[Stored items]
⟨

//! Configuração do backtune carregada a partir de `backtune.toml`.
//!
//! A struct [`AppConfig`] contém todos os parâmetros configuráveis.
//! Valores não presentes no arquivo usam defaults sensíveis.
//! As variáveis de ambiente `ANTHROPIC_API_KEY` e `BACKTUNE_EVALUATOR_URL`
//! têm precedência sobre o arquivo.

use std::path::Path;

use anyhow::Result;
use serde::Deserialize;

use crate::state_machine::{DEFAULT_LANGUAGE, DEFAULT_MAX_ITERATIONS, DEFAULT_TARGET_METRIC, JobDefaults};
use crate::suggester::DEFAULT_MODEL;

const CONFIG_FILE: &str = "backtune.toml";

/// Configuração de nível superior carregada de `backtune.toml`.
#[derive(Debug, Clone, Deserialize)]
pub struct AppConfig {
    /// Chave da API Anthropic. Vazia desativa o sugestor LLM.
    #[serde(default)]
    pub api_key: String,

    /// Modelo usado quando o job não especifica um.
    #[serde(default = "default_model")]
    pub default_model: String,

    /// URL base do serviço de backtest.
    #[serde(default = "default_evaluator_url")]
    pub evaluator_url: String,

    #[serde(default = "default_max_iterations")]
    pub default_max_iterations: u32,

    #[serde(default = "default_target_metric")]
    pub default_target_metric: String,

    /// Idioma pedido ao modelo para o raciocínio.
    #[serde(default = "default_language")]
    pub language: String,

    /// Intervalo de atualização do progresso na CLI.
    #[serde(default = "default_poll_interval_ms")]
    pub poll_interval_ms: u64,
}

fn default_model() -> String {
    DEFAULT_MODEL.to_string()
}

fn default_evaluator_url() -> String {
    "http://127.0.0.1:5000".to_string()
}

fn default_max_iterations() -> u32 {
    DEFAULT_MAX_ITERATIONS
}

fn default_target_metric() -> String {
    DEFAULT_TARGET_METRIC.to_string()
}

fn default_language() -> String {
    DEFAULT_LANGUAGE.to_string()
}

fn default_poll_interval_ms() -> u64 {
    500
}

impl Default for AppConfig {
    fn default() -> Self {
        Self {
            api_key: String::new(),
            default_model: default_model(),
            evaluator_url: default_evaluator_url(),
            default_max_iterations: default_max_iterations(),
            default_target_metric: default_target_metric(),
            language: default_language(),
            poll_interval_ms: default_poll_interval_ms(),
        }
    }
}

impl AppConfig {
    /// Carrega `backtune.toml` do diretório atual.
    pub fn load() -> Result<Self> {
        Self::load_from(Path::new(CONFIG_FILE))
    }

    /// Carrega a configuração de `path`, usando defaults se o arquivo não existir.
    pub fn load_from(path: &Path) -> Result<Self> {
        let mut config = if path.exists() {
            let contents = std::fs::read_to_string(path)?;
            toml::from_str::<AppConfig>(&contents)?
        } else {
            Self::default()
        };

        if let Ok(key) = std::env::var("ANTHROPIC_API_KEY")
            && !key.is_empty()
        {
            config.api_key = key;
        }
        if let Ok(url) = std::env::var("BACKTUNE_EVALUATOR_URL")
            && !url.is_empty()
        {
            config.evaluator_url = url;
        }

        Ok(config)
    }

    /// Defaults aplicados a campos ausentes na especificação do job.
    pub fn job_defaults(&self) -> JobDefaults {
        JobDefaults {
            max_iterations: self.default_max_iterations,
            target_metric: self.default_target_metric.clone(),
            language: self.language.clone(),
            model: None,
        }
    }
}
pub mod anthropic;
pub mod cli;
pub mod collab;
pub mod config;
pub mod error;
pub mod evaluator;
pub mod metrics;
pub mod observability;
pub mod orchestrator;
pub mod registry;
pub mod state_machine;
pub mod suggester;
pub mod ui;
//! Interface de terminal do backtune: spinner e saída colorida.
//!
//! O [`JobProgress`] acompanha visualmente um job consultando seus snapshots.

use console::Style;
use indicatif::{ProgressBar, ProgressStyle};

use crate::state_machine::{JobSnapshot, JobStatus};

pub struct JobProgress {
    pb: ProgressBar,
    green: Style,
    red: Style,
    yellow: Style,
    // Quantas linhas de log já foram impressas.
    printed_logs: usize,
}

impl JobProgress {
    pub fn start(target_metric: &str) -> Self {
        let pb = ProgressBar::new_spinner();
        let style = ProgressStyle::default_spinner()
            .template("{spinner:.cyan} {msg}")
            .unwrap_or_else(|_| ProgressStyle::default_spinner());
        pb.set_style(style);
        pb.set_message(format!("Optimizing {target_metric}..."));
        pb.enable_steady_tick(std::time::Duration::from_millis(100));

        Self {
            pb,
            green: Style::new().green().bold(),
            red: Style::new().red().bold(),
            yellow: Style::new().yellow(),
            printed_logs: 0,
        }
    }

    /// Atualiza o spinner e imprime as linhas de log novas.
    ///
    /// Quando o buffer de logs já descartou linhas antigas, imprime só o que restou.
    pub fn update(&mut self, snap: &JobSnapshot, verbose: bool) {
        let best = snap
            .best_result
            .as_ref()
            .and_then(|b| b.metrics.get(&snap.target_metric))
            .map_or_else(|| "n/a".to_string(), |v| format!("{v}"));
        self.pb.set_message(format!(
            "{} {}/{} | best {}: {best}",
            snap.status, snap.current_iteration, snap.max_iterations, snap.target_metric
        ));

        if verbose {
            let start = self.printed_logs.min(snap.logs.len());
            for line in &snap.logs[start..] {
                self.pb.println(format!("  {line}"));
            }
        }
        self.printed_logs = snap.logs.len();
    }

    /// Finaliza o spinner e exibe o resultado final do job.
    pub fn complete(&self, snap: &JobSnapshot) {
        self.pb.finish_and_clear();
        match snap.status {
            JobStatus::Completed => {
                println!("  {} Optimization completed", self.green.apply_to("✓"));
            }
            JobStatus::Cancelled => {
                println!("  {} Optimization cancelled", self.yellow.apply_to("■"));
            }
            _ => {
                let error = snap.error.as_deref().unwrap_or("unknown error");
                println!("  {} Optimization failed: {error}", self.red.apply_to("✗"));
            }
        }
    }

    /// Imprime o melhor resultado formatado em JSON.
    pub fn print_summary(&self, snap: &JobSnapshot) {
        let style = match snap.status {
            JobStatus::Completed => &self.green,
            JobStatus::Failed => &self.red,
            _ => &self.yellow,
        };
        println!();
        println!("{}", style.apply_to("─── Best Result ───"));
        println!(
            "{}",
            serde_json::to_string_pretty(&snap.best_result).unwrap_or_default()
        );
        println!(
            "{}",
            style.apply_to(format!(
                "{} of {} iterations recorded",
                snap.history.len().saturating_sub(1),
                snap.max_iterations
            ))
        );
    }
}
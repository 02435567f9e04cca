use std::sync::Arc;
use std::time::Instant;

use serde_json::Value;

use crate::collab::{
    Collaborators, EvaluationRequest, EvaluationResult, StrategyAnalysis, SuggestionRequest,
};
use crate::error::{FailureKind, Result};
use crate::metrics::{beats, display_value, format_trade, market_synopsis, summarize_trades, to_percentage};
use crate::state_machine::{BestResult, IterationRecord, Job, JobStatus, Params};

const BASELINE_REASONING: &str = "Baseline run";
const NO_CODE_SUMMARY: &str = "No strategy code provided.";
const FAILED_ANALYSIS_SUMMARY: &str = "Analysis failed.";

/// Splits a suggested delta into keys present in `config` and unknown keys.
pub fn filter_allowed(suggested: Params, config: &Params) -> (Params, Vec<String>) {
    let mut rejected = Vec::new();
    let allowed = suggested
        .into_iter()
        .filter(|(k, _)| {
            let known = config.contains_key(k);
            if !known {
                rejected.push(k.clone());
            }
            known
        })
        .collect();
    (allowed, rejected)
}

/// Drives one job from `pending` to a terminal state.
///
/// Phases run strictly in order on the job's own task: one-time strategy
/// analysis, the baseline evaluation, then up to `max_iterations` rounds of
/// suggest → evaluate → record. Stop and pause are observed only at the
/// checkpoint at the top of each round.
pub struct Runner {
    collab: Collaborators,
}

impl Runner {
    pub fn new(collab: Collaborators) -> Self {
        Self { collab }
    }

    /// Runs the job to completion and always releases evaluator-side caches.
    pub async fn run(&self, job: Arc<Job>) {
        self.drive(&job).await;
        self.cleanup(&job).await;
    }

    async fn drive(&self, job: &Job) {
        if job.is_stopped() || !job.transition(JobStatus::Running) {
            job.log("Job cancelled before start.");
            return;
        }
        job.log(format!(
            "Starting optimization. Target: {}, Max Iterations: {}, Model: {}",
            job.target_metric,
            job.max_iterations,
            job.model.as_deref().unwrap_or("Default")
        ));

        self.prepare_context(job).await;
        if job.is_stopped() {
            return;
        }

        let Some(mut last) = self.run_baseline(job).await else {
            return;
        };

        for i in 1..=job.max_iterations {
            if job.is_stopped() {
                break;
            }
            if job.signals().paused {
                job.log("Waiting for resume...");
            }
            if !job.wait_while_paused().await {
                break;
            }

            job.set_current_iteration(i);
            job.log(format!("--- Iteration {i} ---"));
            if let Some(result) = self.run_round(job, i, &last).await {
                last = result;
            }
        }

        if job.transition(JobStatus::Completed) {
            let best = job.with_state(|s| {
                display_value(s.best_result.as_ref().map(|b| &b.metrics), &job.target_metric)
            });
            job.log(format!(
                "Optimization complete. Best {}: {best}",
                job.target_metric
            ));
        }
    }

    /// Analyzes the strategy code once; merges discovered tunables into the
    /// config without overwriting caller-supplied values.
    async fn prepare_context(&self, job: &Job) {
        if job.with_state(|s| s.analysis.is_some()) {
            return;
        }

        let code = job.strategy_code.clone().or_else(|| {
            job.with_state(|s| {
                s.config
                    .get("strategy_code")
                    .and_then(Value::as_str)
                    .filter(|c| !c.trim().is_empty())
                    .map(str::to_string)
            })
        });

        let analysis = match &code {
            None => StrategyAnalysis {
                summary: NO_CODE_SUMMARY.into(),
                ..Default::default()
            },
            Some(code) => {
                job.log("Agent is analyzing strategy code (One-time)...");
                let started = Instant::now();
                match self.collab.analyzer.analyze(code, job.model.as_deref()).await {
                    Ok(analysis) => {
                        job.log(format!(
                            "Strategy analysis complete ({:.1}s)",
                            started.elapsed().as_secs_f64()
                        ));
                        job.log(format!("Strategy Analysis: {}", analysis.summary));
                        analysis
                    }
                    Err(e) => {
                        job.warn(format!("Strategy analysis failed: {e}"));
                        StrategyAnalysis {
                            summary: FAILED_ANALYSIS_SUMMARY.into(),
                            ..Default::default()
                        }
                    }
                }
            }
        };

        job.with_state(|s| {
            for (key, value) in &analysis.params {
                s.config.entry(key.clone()).or_insert_with(|| value.clone());
            }
            s.source_artifact = analysis.rewritten_code.clone().or(code);
            s.analysis = Some(analysis);
        });
    }

    async fn evaluate(&self, job: &Job, params: &Params) -> Result<EvaluationResult> {
        let (source, strategy_keys) = job.with_state(|s| {
            let keys: Vec<String> = s
                .analysis
                .as_ref()
                .map(|a| a.params.keys().cloned().collect())
                .unwrap_or_default();
            (s.source_artifact.clone(), keys)
        });
        let request = EvaluationRequest::from_params(&job.id, params, source, &strategy_keys);
        self.collab.evaluator.evaluate(&request).await
    }

    /// Iteration 0. Failure here ends the job as `failed`.
    async fn run_baseline(&self, job: &Job) -> Option<EvaluationResult> {
        job.log("Running baseline backtest...");
        let params = job.with_state(|s| s.config.clone());

        let result = match self.evaluate(job, &params).await {
            Ok(result) => result,
            Err(e) => {
                tracing::error!(job_id = %job.id, kind = %FailureKind::Fatal, error = %e, "baseline evaluation failed");
                job.log(format!("Baseline failed: {e}"));
                job.fail(e.to_string());
                return None;
            }
        };

        if let Some(line) = result.market_context.as_ref().and_then(market_synopsis) {
            job.log(line);
        }

        let metrics = to_percentage(&result.metrics);
        job.record(IterationRecord {
            iteration: 0,
            params: params.clone(),
            metrics: metrics.clone(),
            reasoning: BASELINE_REASONING.into(),
        });
        let baseline_value = display_value(Some(&metrics), &job.target_metric);
        job.with_state(|s| {
            s.market_context = result.market_context.clone();
            s.best_result = Some(BestResult { params, metrics });
        });
        job.log(format!(
            "Baseline Result: {}={baseline_value}",
            job.target_metric
        ));
        self.log_trades(job, &result);

        Some(result)
    }

    fn suggestion_request(&self, job: &Job, i: u32, last: &EvaluationResult) -> SuggestionRequest {
        job.with_state(|s| SuggestionRequest {
            iteration: i,
            target_metric: job.target_metric.clone(),
            history: s.history.clone(),
            best_result: s.best_result.clone(),
            market_context: s.market_context.clone(),
            recent_trades_summary: summarize_trades(&last.trade_events),
            strategy_summary: s
                .analysis
                .as_ref()
                .map_or_else(|| NO_CODE_SUMMARY.to_string(), |a| a.summary.clone()),
            language: job.language.clone(),
            model: job.model.clone(),
            allowed_keys: s.config.keys().cloned().collect(),
        })
    }

    /// One optimization round. Returns the evaluation result when the round
    /// produced a history record; every failure here is isolated to the round.
    async fn run_round(&self, job: &Job, i: u32, last: &EvaluationResult) -> Option<EvaluationResult> {
        let request = self.suggestion_request(job, i, last);
        let best_value = display_value(
            request.best_result.as_ref().map(|b| &b.metrics),
            &job.target_metric,
        );
        job.log(format!(
            "Agent is analyzing history (Current best {}: {best_value})...",
            job.target_metric
        ));

        let started = Instant::now();
        let suggestion = match self.collab.suggester.suggest(&request).await {
            Ok(s) => s,
            Err(e) => {
                tracing::error!(job_id = %job.id, iteration = i, error = %e, "suggester failed");
                job.warn(format!("Iteration {i} Error: {e}"));
                return None;
            }
        };
        job.log(format!(
            "Agent analysis took {:.1}s",
            started.elapsed().as_secs_f64()
        ));

        let base = job.with_state(|s| s.config.clone());
        let (delta, rejected) = filter_allowed(suggestion.suggested_params, &base);
        if !rejected.is_empty() {
            job.warn(format!(
                "Ignoring suggested keys not in config: {}",
                rejected.join(", ")
            ));
        }
        if delta.is_empty() {
            tracing::warn!(job_id = %job.id, iteration = i, kind = %FailureKind::EmptySuggestion, "no usable suggestion");
            job.warn("Agent failed to suggest parameters. Skipping iteration.");
            return None;
        }
        job.log(format!("Agent Hypothesis: {}", suggestion.reasoning));

        let mut merged = base;
        merged.extend(delta.clone());
        job.log(format!(
            "Running backtest with params: {}",
            serde_json::to_string(&merged).unwrap_or_default()
        ));
        let strategy_params: Params = job.with_state(|s| {
            s.analysis
                .as_ref()
                .map(|a| {
                    a.params
                        .keys()
                        .filter_map(|k| merged.get(k).map(|v| (k.clone(), v.clone())))
                        .collect()
                })
                .unwrap_or_default()
        });
        if !strategy_params.is_empty() {
            job.log(format!(
                "Optimized Strategy Params: {}",
                serde_json::to_string(&strategy_params).unwrap_or_default()
            ));
        }

        let started = Instant::now();
        let result = match self.evaluate(job, &merged).await {
            Ok(result) => result,
            Err(e) => {
                tracing::error!(job_id = %job.id, iteration = i, kind = %FailureKind::Recoverable, error = %e, "round evaluation failed");
                job.warn(format!("Iteration {i} Error: {e}"));
                return None;
            }
        };
        job.log(format!(
            "Backtest execution took {:.1}s",
            started.elapsed().as_secs_f64()
        ));
        self.log_trades(job, &result);

        let metrics = to_percentage(&result.metrics);
        job.record(IterationRecord {
            iteration: i,
            params: delta,
            metrics: metrics.clone(),
            reasoning: suggestion.reasoning,
        });

        let target = &job.target_metric;
        let current = display_value(Some(&metrics), target);
        let (improved, previous) = job.with_state(|s| {
            let best = s.best_result.as_ref().map(|b| &b.metrics);
            let previous = display_value(best, target);
            if beats(&metrics, best, target) {
                s.best_result = Some(BestResult {
                    params: merged,
                    metrics,
                });
                (true, previous)
            } else {
                (false, previous)
            }
        });
        if improved {
            job.log(format!("New Best Found! {target}: {previous} -> {current}"));
        } else {
            job.log(format!("Result ({current}) did not beat best ({previous})."));
        }

        Some(result)
    }

    fn log_trades(&self, job: &Job, result: &EvaluationResult) {
        if result.trade_events.is_empty() {
            job.log("No trades executed.");
            return;
        }
        job.log(format!("Total Trades: {}", result.trade_events.len()));
        for (idx, trade) in result.trade_events.iter().enumerate() {
            job.log(format_trade(idx, trade));
        }
    }

    async fn cleanup(&self, job: &Job) {
        match self.collab.cleaner.cleanup(&job.id).await {
            Ok(()) => tracing::info!(job_id = %job.id, "cleaned up evaluator cache"),
            Err(e) => {
                tracing::error!(job_id = %job.id, kind = %FailureKind::Cleanup, error = %e, "cache cleanup failed");
                job.warn(format!("Cache cleanup failed: {e}"));
            }
        }
    }
}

⟩

• [Exercise]
Pull out every line in the data above that has the word "EvaluationResult".

• [Answer for the task]
    Collaborators, EvaluationRequest, EvaluationResult, StrategyAnalysis, SuggestionRequest,
    async fn evaluate(&self, job: &Job, params: &Params) -> Result<EvaluationResult> {
    async fn run_baseline(&self, job: &Job) -> Option<EvaluationResult> {
    fn suggestion_request(&self, job: &Job, i: u32, last: &EvaluationResult) -> SuggestionRequest {
    async fn run_round(&self, job: &Job, i: u32, last: &EvaluationResult) -> Option<EvaluationResult> {
    fn log_trades(&self, job: &Job, result: &EvaluationResult) {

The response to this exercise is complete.